→ **Problem statement**
In the records below, some lines contain the word "Service". Copy each of them.

→ **Data extracts**
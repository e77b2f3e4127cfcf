use std::fmt::Write;

use picker_core::{OverrideRequest, ReleaseCandidate};

const RESPONSE_INSTRUCTION: &str = "Select the best release. Respond with JSON only: \
{\"choice\": <number>, \"reason\": \"<brief reason>\"}";

const SIZE_UNITS: [&str; 5] = ["B", "KB", "MB", "GB", "TB"];

/// Render a byte count with binary units and two decimals.
///
/// Formatting never depends on locale, so the same input always yields
/// the same bytes.
///
/// # Examples
///
/// ```
/// use picker_engine::prompt::format_size;
///
/// assert_eq!(format_size(512), "512 B");
/// assert_eq!(format_size(1536), "1.50 KB");
/// assert_eq!(format_size(4_294_967_296), "4.00 GB");
/// ```
pub fn format_size(bytes: u64) -> String {
    if bytes < 1024 {
        return format!("{bytes} B");
    }
    let mut value = bytes as f64;
    let mut unit = 0;
    while value >= 1024.0 && unit < SIZE_UNITS.len() - 1 {
        value /= 1024.0;
        unit += 1;
    }
    format!("{value:.2} {}", SIZE_UNITS[unit])
}

fn format_age(minutes: f64) -> String {
    let minutes = minutes.max(0.0);
    if minutes < 60.0 {
        format!("{}m", minutes as u64)
    } else if minutes < 1440.0 {
        format!("{}h", (minutes / 60.0) as u64)
    } else {
        format!("{}d", (minutes / 1440.0) as u64)
    }
}

fn single_line(s: &str) -> String {
    s.replace(['\r', '\n'], " ")
}

fn or_placeholder<'a>(s: &'a str, placeholder: &'a str) -> &'a str {
    if s.trim().is_empty() {
        placeholder
    } else {
        s
    }
}

/// Render candidates as a numbered table for the LLM.
///
/// One block per candidate, in input order, headed by its 1-based index.
/// That index is what the model answers with, so the list is never
/// reordered.
///
/// # Examples
///
/// ```
/// use picker_core::ReleaseCandidate;
/// use picker_engine::prompt::format_candidates;
///
/// let candidates = vec![
///     ReleaseCandidate { guid: "a".into(), title: "First".into(), ..Default::default() },
///     ReleaseCandidate { guid: "b".into(), title: "Second".into(), ..Default::default() },
/// ];
/// let table = format_candidates(&candidates);
/// assert!(table.starts_with("1. First\n"));
/// assert!(table.contains("\n2. Second\n"));
/// ```
pub fn format_candidates(candidates: &[ReleaseCandidate]) -> String {
    let mut out = String::new();
    for (i, c) in candidates.iter().enumerate() {
        if i > 0 {
            out.push('\n');
        }
        let seeders = c
            .seeders
            .map_or_else(|| "n/a".to_string(), |s| s.to_string());
        let languages = if c.languages.is_empty() {
            "Unknown".to_string()
        } else {
            c.languages.join(", ")
        };
        let custom_formats = if c.custom_formats.is_empty() {
            "None".to_string()
        } else {
            c.custom_formats.join(", ")
        };

        let _ = writeln!(out, "{}. {}", i + 1, single_line(or_placeholder(&c.title, "Unknown")));
        let _ = writeln!(out, "   GUID: {}", single_line(&c.guid));
        let _ = writeln!(
            out,
            "   Size: {} | Quality: {} | Indexer: {}",
            format_size(c.size),
            or_placeholder(&c.quality, "Unknown"),
            or_placeholder(&c.indexer, "Unknown"),
        );
        let _ = writeln!(
            out,
            "   Seeders: {seeders} | CF Score: {:+} | Age: {}",
            c.custom_format_score,
            format_age(c.age_minutes),
        );
        let _ = writeln!(out, "   Languages: {languages}");
        let _ = write!(out, "   Custom Formats: {custom_formats}");
        if !c.indexer_flags.is_empty() {
            let _ = write!(out, " | Flags: [{}]", c.indexer_flags.join(", "));
        }
        out.push('\n');
        if c.is_selected {
            out.push_str("   ARR PREFERRED\n");
        }
    }
    out
}

/// Build the user prompt for one decision.
///
/// The system prompt comes from the per-profile prompt file; this part is
/// fixed and carries the media, the profile, and the candidate table.
///
/// # Examples
///
/// ```
/// use picker_core::{OverrideRequest, ReleaseCandidate, Service};
/// use picker_engine::prompt::build_user_prompt;
/// use std::collections::BTreeSet;
///
/// let req = OverrideRequest::new(
///     Service::Radarr,
///     "Dune",
///     "HD-1080p",
///     BTreeSet::new(),
///     vec![ReleaseCandidate { guid: "a".into(), title: "Dune.2021".into(), ..Default::default() }],
/// )
/// .unwrap();
/// let prompt = build_user_prompt(&req);
/// assert!(prompt.starts_with("Media: Dune\nQuality Profile: HD-1080p\n"));
/// assert!(prompt.contains("(1 total)"));
/// ```
pub fn build_user_prompt(request: &OverrideRequest) -> String {
    let title = single_line(request.media_title());
    format!(
        "Media: {title}\nQuality Profile: {}\n\nAvailable releases for '{title}' ({} total):\n\n{}\n{RESPONSE_INSTRUCTION}",
        single_line(request.profile_name()),
        request.candidates().len(),
        format_candidates(request.candidates()),
    )
}

#[cfg(test)]
mod tests {
    use super::*;
    use picker_core::Service;
    use std::collections::BTreeSet;

    fn sample() -> Vec<ReleaseCandidate> {
        vec![
            ReleaseCandidate {
                guid: "g1".into(),
                title: "Dune.Part.Two.2024.1080p.BluRay.x264-GRP".into(),
                size: 12_884_901_888,
                seeders: Some(250),
                quality: "Bluray-1080p".into(),
                languages: vec!["English".into()],
                custom_formats: vec!["x264".into(), "Repack".into()],
                indexer: "TorrentLeech".into(),
                custom_format_score: 150,
                age_minutes: 4320.0,
                indexer_flags: vec!["freeleech".into()],
                is_selected: true,
            },
            ReleaseCandidate {
                guid: "g2".into(),
                title: "Dune.Part.Two.2024.1080p.WEB-DL.x265".into(),
                size: 5_368_709_120,
                seeders: None,
                quality: "WEBDL-1080p".into(),
                indexer: "NZBgeek".into(),
                custom_format_score: -20,
                age_minutes: 90.0,
                ..Default::default()
            },
        ]
    }

    #[test]
    fn renders_every_field() {
        let table = format_candidates(&sample());
        let expected = "\
1. Dune.Part.Two.2024.1080p.BluRay.x264-GRP
   GUID: g1
   Size: 12.00 GB | Quality: Bluray-1080p | Indexer: TorrentLeech
   Seeders: 250 | CF Score: +150 | Age: 3d
   Languages: English
   Custom Formats: x264, Repack | Flags: [freeleech]
   ARR PREFERRED

2. Dune.Part.Two.2024.1080p.WEB-DL.x265
   GUID: g2
   Size: 5.00 GB | Quality: WEBDL-1080p | Indexer: NZBgeek
   Seeders: n/a | CF Score: -20 | Age: 1h
   Languages: Unknown
   Custom Formats: None
";
        assert_eq!(table, expected);
    }

    #[test]
    fn output_is_deterministic() {
        let candidates = sample();
        assert_eq!(format_candidates(&candidates), format_candidates(&candidates));
    }

    #[test]
    fn one_row_per_candidate_in_input_order() {
        let candidates: Vec<ReleaseCandidate> = (0..12)
            .map(|i| ReleaseCandidate {
                guid: format!("g{i}"),
                title: format!("Release {i}"),
                ..Default::default()
            })
            .collect();
        let table = format_candidates(&candidates);
        let headers: Vec<&str> = table
            .lines()
            .filter(|l| l.chars().next().is_some_and(|ch| ch.is_ascii_digit()))
            .collect();
        assert_eq!(headers.len(), candidates.len());
        for (i, header) in headers.iter().enumerate() {
            assert_eq!(*header, format!("{}. Release {i}", i + 1));
        }
    }

    #[test]
    fn multiline_titles_stay_on_one_row() {
        let candidates = vec![ReleaseCandidate {
            guid: "g".into(),
            title: "Evil\n2. Injected".into(),
            ..Default::default()
        }];
        let table = format_candidates(&candidates);
        assert!(table.starts_with("1. Evil 2. Injected\n"));
        assert_eq!(table.lines().filter(|l| l.starts_with("2.")).count(), 0);
    }

    #[test]
    fn missing_text_fields_use_placeholders() {
        let table = format_candidates(&[ReleaseCandidate {
            guid: "g".into(),
            ..Default::default()
        }]);
        assert!(table.starts_with("1. Unknown\n"));
        assert!(table.contains("Quality: Unknown | Indexer: Unknown"));
        assert!(table.contains("CF Score: +0 | Age: 0m"));
    }

    #[test]
    fn sizes_scale_units() {
        assert_eq!(format_size(0), "0 B");
        assert_eq!(format_size(1024), "1.00 KB");
        assert_eq!(format_size(734_003_200), "700.00 MB");
        assert_eq!(format_size(1_099_511_627_776), "1.00 TB");
        assert_eq!(format_size(u64::MAX), "16777216.00 TB");
    }

    #[test]
    fn ages_pick_largest_whole_unit() {
        assert_eq!(format_age(59.9), "59m");
        assert_eq!(format_age(60.0), "1h");
        assert_eq!(format_age(1439.0), "23h");
        assert_eq!(format_age(2880.0), "2d");
        assert_eq!(format_age(-3.0), "0m");
    }

    #[test]
    fn user_prompt_layout() {
        let req = OverrideRequest::new(
            Service::Sonarr,
            "Severance",
            "WEB-2160p",
            BTreeSet::new(),
            sample(),
        )
        .unwrap();
        let prompt = build_user_prompt(&req);
        assert!(prompt.starts_with(
            "Media: Severance\nQuality Profile: WEB-2160p\n\nAvailable releases for 'Severance' (2 total):\n\n1. "
        ));
        assert!(prompt.ends_with(
            "\nSelect the best release. Respond with JSON only: {\"choice\": <number>, \"reason\": \"<brief reason>\"}"
        ));
    }
}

→ **Expected output**
/// use picker_core::{OverrideRequest, ReleaseCandidate, Service};
///     Service::Radarr,
    use picker_core::Service;
            Service::Sonarr,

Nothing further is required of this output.